→ Work to be completed: Every line containing the word "AuthManager" is to be copied from the data below.
───── Data for processing ─────
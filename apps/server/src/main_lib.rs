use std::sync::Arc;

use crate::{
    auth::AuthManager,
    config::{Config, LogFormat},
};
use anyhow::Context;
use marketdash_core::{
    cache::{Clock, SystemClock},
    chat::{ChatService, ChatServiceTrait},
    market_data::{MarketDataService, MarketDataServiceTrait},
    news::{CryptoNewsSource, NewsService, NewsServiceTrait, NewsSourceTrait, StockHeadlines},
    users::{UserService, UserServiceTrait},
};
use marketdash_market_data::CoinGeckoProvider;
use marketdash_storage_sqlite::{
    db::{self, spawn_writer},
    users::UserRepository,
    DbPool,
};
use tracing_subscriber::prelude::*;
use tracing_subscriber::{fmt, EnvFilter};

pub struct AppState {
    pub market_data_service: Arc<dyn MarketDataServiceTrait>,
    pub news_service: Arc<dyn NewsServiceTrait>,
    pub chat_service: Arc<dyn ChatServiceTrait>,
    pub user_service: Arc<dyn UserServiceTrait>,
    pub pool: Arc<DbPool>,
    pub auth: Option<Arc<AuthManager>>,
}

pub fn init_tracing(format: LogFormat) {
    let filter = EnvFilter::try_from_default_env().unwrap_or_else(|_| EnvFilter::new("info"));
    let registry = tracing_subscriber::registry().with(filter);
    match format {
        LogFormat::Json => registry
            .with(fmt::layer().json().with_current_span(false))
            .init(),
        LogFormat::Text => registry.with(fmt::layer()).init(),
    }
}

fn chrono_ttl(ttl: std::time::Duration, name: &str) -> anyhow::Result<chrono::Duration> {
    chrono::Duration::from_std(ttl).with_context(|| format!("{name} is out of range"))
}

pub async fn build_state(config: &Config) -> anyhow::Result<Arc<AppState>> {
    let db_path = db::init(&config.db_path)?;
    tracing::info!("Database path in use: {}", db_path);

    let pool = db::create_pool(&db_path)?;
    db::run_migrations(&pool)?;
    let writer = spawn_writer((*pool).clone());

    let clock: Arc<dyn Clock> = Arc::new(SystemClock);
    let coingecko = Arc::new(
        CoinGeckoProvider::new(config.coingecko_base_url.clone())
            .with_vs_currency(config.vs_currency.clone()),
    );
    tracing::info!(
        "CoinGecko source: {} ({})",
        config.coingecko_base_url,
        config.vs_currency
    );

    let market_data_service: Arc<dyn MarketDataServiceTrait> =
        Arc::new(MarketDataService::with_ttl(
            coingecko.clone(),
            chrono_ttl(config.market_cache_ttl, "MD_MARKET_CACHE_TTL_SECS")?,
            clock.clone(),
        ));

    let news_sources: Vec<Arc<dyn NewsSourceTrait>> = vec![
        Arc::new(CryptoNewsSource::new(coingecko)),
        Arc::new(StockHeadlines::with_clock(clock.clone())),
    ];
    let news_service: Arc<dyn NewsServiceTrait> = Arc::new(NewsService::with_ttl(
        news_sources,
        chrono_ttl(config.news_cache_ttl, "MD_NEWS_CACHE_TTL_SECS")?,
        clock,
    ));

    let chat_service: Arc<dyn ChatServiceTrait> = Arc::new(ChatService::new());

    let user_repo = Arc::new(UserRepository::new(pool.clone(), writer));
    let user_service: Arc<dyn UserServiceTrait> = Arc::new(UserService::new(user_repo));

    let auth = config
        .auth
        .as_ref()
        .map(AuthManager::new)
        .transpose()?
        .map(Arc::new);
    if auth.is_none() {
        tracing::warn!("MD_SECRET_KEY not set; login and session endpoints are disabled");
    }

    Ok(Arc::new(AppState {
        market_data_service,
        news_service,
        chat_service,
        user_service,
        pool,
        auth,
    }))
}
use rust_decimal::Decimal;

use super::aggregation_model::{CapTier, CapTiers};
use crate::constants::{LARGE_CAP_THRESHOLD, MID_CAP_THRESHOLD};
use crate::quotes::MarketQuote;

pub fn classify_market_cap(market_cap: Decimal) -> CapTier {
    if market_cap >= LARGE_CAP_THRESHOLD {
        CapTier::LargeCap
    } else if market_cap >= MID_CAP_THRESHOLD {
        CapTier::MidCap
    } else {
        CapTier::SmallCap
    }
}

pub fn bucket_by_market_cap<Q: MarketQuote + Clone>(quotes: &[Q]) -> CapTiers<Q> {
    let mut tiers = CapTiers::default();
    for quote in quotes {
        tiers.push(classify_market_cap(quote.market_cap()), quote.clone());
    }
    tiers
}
─────
───── Data for processing ─────
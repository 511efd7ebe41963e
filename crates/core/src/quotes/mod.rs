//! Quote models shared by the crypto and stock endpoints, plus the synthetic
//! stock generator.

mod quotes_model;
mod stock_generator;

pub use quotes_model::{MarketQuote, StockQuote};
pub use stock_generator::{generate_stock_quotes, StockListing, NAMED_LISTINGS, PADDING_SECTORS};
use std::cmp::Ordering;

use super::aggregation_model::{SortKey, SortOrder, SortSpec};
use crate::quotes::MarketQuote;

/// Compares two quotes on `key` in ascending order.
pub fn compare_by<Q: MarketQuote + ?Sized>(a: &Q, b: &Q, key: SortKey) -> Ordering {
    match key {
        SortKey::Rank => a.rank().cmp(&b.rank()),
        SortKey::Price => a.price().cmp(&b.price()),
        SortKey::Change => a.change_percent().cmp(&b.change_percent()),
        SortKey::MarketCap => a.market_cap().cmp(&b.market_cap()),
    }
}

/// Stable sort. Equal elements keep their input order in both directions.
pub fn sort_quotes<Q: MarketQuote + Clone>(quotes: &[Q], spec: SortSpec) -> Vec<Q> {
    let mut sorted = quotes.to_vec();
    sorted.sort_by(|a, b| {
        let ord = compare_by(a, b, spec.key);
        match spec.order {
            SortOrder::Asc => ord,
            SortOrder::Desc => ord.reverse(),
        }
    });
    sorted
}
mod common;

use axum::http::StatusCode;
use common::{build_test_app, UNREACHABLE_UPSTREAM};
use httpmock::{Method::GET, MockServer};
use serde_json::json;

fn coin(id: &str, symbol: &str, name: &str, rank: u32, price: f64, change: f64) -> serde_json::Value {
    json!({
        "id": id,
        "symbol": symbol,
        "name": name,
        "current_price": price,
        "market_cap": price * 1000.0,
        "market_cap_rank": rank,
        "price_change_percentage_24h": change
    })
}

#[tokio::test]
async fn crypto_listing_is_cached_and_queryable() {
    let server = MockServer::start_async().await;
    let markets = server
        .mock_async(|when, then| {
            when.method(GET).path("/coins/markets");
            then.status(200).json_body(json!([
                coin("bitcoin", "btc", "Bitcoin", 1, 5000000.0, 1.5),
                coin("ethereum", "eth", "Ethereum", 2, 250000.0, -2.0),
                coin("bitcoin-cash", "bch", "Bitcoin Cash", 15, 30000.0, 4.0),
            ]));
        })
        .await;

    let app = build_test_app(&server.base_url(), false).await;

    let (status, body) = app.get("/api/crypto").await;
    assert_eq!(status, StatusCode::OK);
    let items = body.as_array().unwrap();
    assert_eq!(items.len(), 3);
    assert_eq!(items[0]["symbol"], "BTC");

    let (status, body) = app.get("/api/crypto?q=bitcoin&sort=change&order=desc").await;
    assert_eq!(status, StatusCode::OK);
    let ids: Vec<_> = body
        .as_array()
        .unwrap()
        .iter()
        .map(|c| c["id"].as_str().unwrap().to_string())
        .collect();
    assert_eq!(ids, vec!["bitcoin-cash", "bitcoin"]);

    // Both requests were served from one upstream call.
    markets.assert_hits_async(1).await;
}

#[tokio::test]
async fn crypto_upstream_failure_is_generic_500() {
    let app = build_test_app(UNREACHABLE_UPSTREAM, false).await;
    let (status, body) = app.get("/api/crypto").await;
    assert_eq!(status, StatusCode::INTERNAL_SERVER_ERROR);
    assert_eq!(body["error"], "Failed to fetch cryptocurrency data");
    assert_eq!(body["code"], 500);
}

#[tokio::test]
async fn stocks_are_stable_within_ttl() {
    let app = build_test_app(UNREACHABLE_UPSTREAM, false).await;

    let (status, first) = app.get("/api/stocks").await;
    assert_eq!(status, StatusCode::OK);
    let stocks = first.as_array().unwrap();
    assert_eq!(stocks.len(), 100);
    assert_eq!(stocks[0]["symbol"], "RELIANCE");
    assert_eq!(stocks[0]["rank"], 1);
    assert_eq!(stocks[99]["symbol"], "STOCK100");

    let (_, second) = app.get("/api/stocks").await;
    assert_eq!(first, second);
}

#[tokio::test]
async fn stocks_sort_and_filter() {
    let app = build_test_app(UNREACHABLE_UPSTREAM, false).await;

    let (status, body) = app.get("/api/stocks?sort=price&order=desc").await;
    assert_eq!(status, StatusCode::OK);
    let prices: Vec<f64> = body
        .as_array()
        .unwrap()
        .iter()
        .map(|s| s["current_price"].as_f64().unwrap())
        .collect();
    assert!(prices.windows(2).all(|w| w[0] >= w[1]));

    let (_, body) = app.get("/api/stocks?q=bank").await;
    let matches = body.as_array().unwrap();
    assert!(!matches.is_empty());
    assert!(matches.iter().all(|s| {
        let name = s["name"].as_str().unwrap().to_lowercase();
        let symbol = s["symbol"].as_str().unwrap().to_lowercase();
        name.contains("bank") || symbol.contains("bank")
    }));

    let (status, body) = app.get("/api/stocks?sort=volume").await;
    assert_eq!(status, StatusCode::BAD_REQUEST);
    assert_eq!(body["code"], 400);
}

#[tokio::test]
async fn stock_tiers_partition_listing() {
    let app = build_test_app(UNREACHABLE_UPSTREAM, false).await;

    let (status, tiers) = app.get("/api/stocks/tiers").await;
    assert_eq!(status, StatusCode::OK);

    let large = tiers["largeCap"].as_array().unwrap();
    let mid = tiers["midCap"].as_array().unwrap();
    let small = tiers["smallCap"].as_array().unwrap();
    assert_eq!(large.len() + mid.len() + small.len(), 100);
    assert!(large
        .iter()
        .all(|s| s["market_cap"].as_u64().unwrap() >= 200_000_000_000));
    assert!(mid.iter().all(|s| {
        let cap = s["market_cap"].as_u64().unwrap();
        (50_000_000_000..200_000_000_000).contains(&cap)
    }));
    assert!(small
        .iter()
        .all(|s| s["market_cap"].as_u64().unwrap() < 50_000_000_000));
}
─────
→ Answer to this task:
    auth::AuthManager,
    pub auth: Option<Arc<AuthManager>>,
        .map(AuthManager::new)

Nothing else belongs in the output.